Segment Open

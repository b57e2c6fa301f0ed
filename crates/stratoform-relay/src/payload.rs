//! Event payload
//!
//! `event_data` is carried as raw JSON and republished byte-for-byte; only
//! the envelope is decoded.

use crate::error::Result;
use serde::{Deserialize, Serialize};
use serde_json::value::RawValue;

#[derive(Debug, Serialize, Deserialize)]
pub struct Payload {
    #[serde(default)]
    pub game_name: String,
    #[serde(default)]
    pub event_name: String,
    /// Missing data is republished as `null`
    #[serde(default)]
    pub event_data: Option<Box<RawValue>>,
}

impl Payload {
    pub fn decode(body: &[u8]) -> Result<Self> {
        Ok(serde_json::from_slice(body)?)
    }

    /// Message body sent to the topic
    pub fn encode(&self) -> Result<Vec<u8>> {
        Ok(serde_json::to_vec(self)?)
    }
}

#[cfg(test)]
mod tests {
    use super::*;
    use crate::error::RelayError;
    use serde_json::{Value, json};

    #[test]
    fn test_event_data_is_kept_raw() {
        let body = br#"{"game_name": "tetris", "event_name": "level_up", "event_data": {"level": 3,  "bonus": [1, 2]}}"#;
        let payload = Payload::decode(body).unwrap();
        assert_eq!(payload.game_name, "tetris");
        assert_eq!(
            payload.event_data.as_ref().map(|d| d.get()),
            Some(r#"{"level": 3,  "bonus": [1, 2]}"#)
        );

        let encoded: Value = serde_json::from_slice(&payload.encode().unwrap()).unwrap();
        assert_eq!(
            encoded,
            json!({
                "game_name": "tetris",
                "event_name": "level_up",
                "event_data": {"level": 3, "bonus": [1, 2]}
            })
        );
    }

    #[test]
    fn test_missing_fields_default() {
        let payload = Payload::decode(br#"{"event_name": "start", "extra": true}"#).unwrap();
        assert_eq!(payload.game_name, "");
        let encoded: Value = serde_json::from_slice(&payload.encode().unwrap()).unwrap();
        assert_eq!(encoded["event_data"], Value::Null);
    }

    #[test]
    fn test_malformed_body() {
        assert!(matches!(Payload::decode(b"{\"game_name\": "), Err(RelayError::Decode(_))));
        assert!(matches!(Payload::decode(b""), Err(RelayError::Decode(_))));
        assert!(matches!(
            Payload::decode(br#"{"game_name": 42}"#),
            Err(RelayError::Decode(_))
        ));
    }
}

Segment Closed

All lines of the records above that contain the word "String" are to be copied out.

    pub game_name: String,
    pub event_name: String,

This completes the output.